Anna Christie (B. Sweet) se rend à New York pour retrouver son vieux père Chris Christopherson (G. F. Marion) qu'elle n'a pas revu depuis quinze ans...

La pièce d'Eugene O'Neill, créée en 1921 à Broadway, a intéressé le cinéma immédiatement avec cette première version produite par Thomas H. Ince. Au centre du film brille la superbe Blanche Sweet, une des actrices fétiches de D.W. Griffith. Comme Lillian Gish, son physique fragile cache une volonté de fer et des nerfs d'acier. Contrairement à la version parlante (ou plutôt aux versions parlantes) réalisée en 1930, le film muet est plus fluide, n'ayant aucune des contraintes liées aux micros vissés au sol et aux caméras enfermées dans des caissons insonorisés. Le film débute donc en Suède où la petite Anna vit avec sa mère dans l'espoir du retour de son père marin toujours parti au bout du monde. Son émigration aux Etats-Unis avec sa mère ne sera pas le rêve de bonheur escompté, bien au contraire. Le film se permet plusieurs excursions en extérieurs qui donnent au film une respiration qui manque à la version de 1930. Parmi les acteurs, on reconnaît George F. Marion qui avait créé le rôle de Chris Christopherson au théâtre et qui le reprendra encore avec Greta Garbo.

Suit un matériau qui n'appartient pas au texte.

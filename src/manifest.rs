use chrono::{DateTime, Utc};
use indexmap::IndexMap;
use serde::{Deserialize, Serialize};
use serde_json::Value;

/// Metadata for the generated manifest
#[derive(Debug, Clone, Serialize, Deserialize)]
pub struct ManifestMetadata {
    /// Version of the manifest format
    pub version: String,

    /// Timestamp when the manifest was generated
    pub generated_at: DateTime<Utc>,

    /// Number of files processed
    pub files_processed: usize,

    /// Number of class expressions evaluated
    pub expressions_evaluated: usize,

    /// Number of unique tokens emitted
    pub tokens_emitted: usize,

    /// Composer version
    #[serde(skip_serializing_if = "Option::is_none")]
    pub composer_version: Option<String>,
}

/// Detailed token information in the manifest
#[derive(Debug, Clone, Serialize, Deserialize)]
pub struct ManifestTokenInfo {
    /// Number of occurrences of this token
    pub count: usize,

    /// Locations where this token was emitted (file:line)
    pub files: Vec<String>,
}

/// Complete manifest structure
#[derive(Debug, Clone, Serialize, Deserialize)]
pub struct Manifest {
    /// Metadata about the composition
    pub metadata: ManifestMetadata,

    /// Map of emitted tokens to their usage information
    pub tokens: IndexMap<String, ManifestTokenInfo>,

    /// Statistics about the composition
    #[serde(skip_serializing_if = "Option::is_none")]
    pub statistics: Option<ManifestStatistics>,
}

/// Statistics about the composition process
#[derive(Debug, Clone, Serialize, Deserialize)]
pub struct ManifestStatistics {
    /// Total output size in bytes
    pub output_size_bytes: usize,

    /// Number of files that matched patterns
    pub files_matched: usize,

    /// Number of files that actually emitted tokens
    pub files_with_tokens: usize,

    /// Processing time in milliseconds
    #[serde(skip_serializing_if = "Option::is_none")]
    pub processing_time_ms: Option<u64>,

    /// Most frequently emitted tokens
    #[serde(skip_serializing_if = "Option::is_none")]
    pub top_tokens: Option<Vec<TopToken>>,
}

/// Information about frequently emitted tokens
#[derive(Debug, Clone, Serialize, Deserialize)]
pub struct TopToken {
    pub name: String,
    pub count: usize,
    pub file_count: usize,
}

impl Manifest {
    /// Create a new manifest with default metadata
    pub fn new() -> Self {
        Self {
            metadata: ManifestMetadata {
                version: "1.0.0".to_string(),
                generated_at: Utc::now(),
                files_processed: 0,
                expressions_evaluated: 0,
                tokens_emitted: 0,
                composer_version: Some(env!("CARGO_PKG_VERSION").to_string()),
            },
            tokens: IndexMap::new(),
            statistics: None,
        }
    }

    /// Add or update token information
    pub fn add_token(&mut self, token: String, file_location: String) {
        let entry = self.tokens.entry(token).or_insert_with(|| ManifestTokenInfo {
            count: 0,
            files: Vec::new(),
        });

        entry.count += 1;
        if !entry.files.contains(&file_location) {
            entry.files.push(file_location);
        }
    }

    /// Calculate and set statistics
    pub fn calculate_statistics(&mut self, output_size: usize, processing_time_ms: Option<u64>) {
        // Count files that emitted at least one token
        let mut files_with_tokens = std::collections::HashSet::new();
        for token_info in self.tokens.values() {
            for file in &token_info.files {
                // Extract just the file path (before the line suffix)
                if let Some(path) = file.rsplit_once(':').map(|(path, _)| path) {
                    files_with_tokens.insert(path.to_string());
                } else {
                    files_with_tokens.insert(file.clone());
                }
            }
        }

        // Find the most frequent tokens
        let mut token_list: Vec<_> = self
            .tokens
            .iter()
            .map(|(name, info)| TopToken {
                name: name.clone(),
                count: info.count,
                file_count: info.files.len(),
            })
            .collect();

        token_list.sort_by(|a, b| b.count.cmp(&a.count));
        let top_tokens = token_list.into_iter().take(10).collect();

        self.statistics = Some(ManifestStatistics {
            output_size_bytes: output_size,
            files_matched: self.metadata.files_processed,
            files_with_tokens: files_with_tokens.len(),
            processing_time_ms,
            top_tokens: Some(top_tokens),
        });
    }

    /// Convert manifest to JSON value
    pub fn to_json(&self) -> Value {
        serde_json::to_value(self).unwrap_or_else(|_| serde_json::json!({}))
    }

    /// Convert manifest to pretty JSON string
    pub fn to_pretty_json(&self) -> Result<String, serde_json::Error> {
        serde_json::to_string_pretty(self)
    }

    /// Convert manifest to compact JSON string
    pub fn to_compact_json(&self) -> Result<String, serde_json::Error> {
        serde_json::to_string(self)
    }
}

impl Default for Manifest {
    fn default() -> Self {
        Self::new()
    }
}

/// Builder pattern for creating manifests
pub struct ManifestBuilder {
    manifest: Manifest,
    start_time: Option<std::time::Instant>,
}

impl ManifestBuilder {
    /// Create a new manifest builder
    pub fn new() -> Self {
        Self {
            manifest: Manifest::new(),
            start_time: Some(std::time::Instant::now()),
        }
    }

    /// Set the number of files processed
    pub fn with_files_processed(mut self, count: usize) -> Self {
        self.manifest.metadata.files_processed = count;
        self
    }

    /// Set the number of expressions evaluated
    pub fn with_expressions_evaluated(mut self, count: usize) -> Self {
        self.manifest.metadata.expressions_evaluated = count;
        self
    }

    /// Set the number of unique tokens emitted
    pub fn with_tokens_emitted(mut self, count: usize) -> Self {
        self.manifest.metadata.tokens_emitted = count;
        self
    }

    /// Add token usage information.
    ///
    /// Counts are taken as given rather than derived from the location
    /// lists, since locations are deduplicated while counts are not.
    pub fn with_token_info(mut self, tokens: IndexMap<String, ManifestTokenInfo>) -> Self {
        self.manifest.tokens.extend(tokens);
        self
    }

    /// Build the final manifest with statistics
    pub fn build(mut self, output_size: usize) -> Manifest {
        let processing_time = self.start_time.map(|t| t.elapsed().as_millis() as u64);
        self.manifest.calculate_statistics(output_size, processing_time);
        self.manifest
    }
}

impl Default for ManifestBuilder {
    fn default() -> Self {
        Self::new()
    }
}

D'ailleurs, il est étonnant de voir à quel point les décors et les angles de prise de vue sont similaires, particulièrement dans la scène du bar au début du film comme si le cinéma n'arrivait à pas s'affranchir de l'oeuvre originale. Le film est dominé par la caractérisation de Blanche Sweet qui donne tout son relief à l'héroïne d'O'Neill. Fille abandonnée à une famille de cousin fermier qui l'exploite, elle se retrouve seule, sans un sou et devient prostituée. Le retour vers son père va la ramener à la vie avec en même temps la découverte de l'amour avec le grand Matt Burke (William Russell). Le film est viril et violent, bien plus que la version de Clarence Brown. Certes, John Griffith Wray est sans surprise dans sa direction, mais l'oeuvre est bien rythmée et bien jouée. Un des meilleurs films de Blanche Sweet qui mériterait d'être mieux connu.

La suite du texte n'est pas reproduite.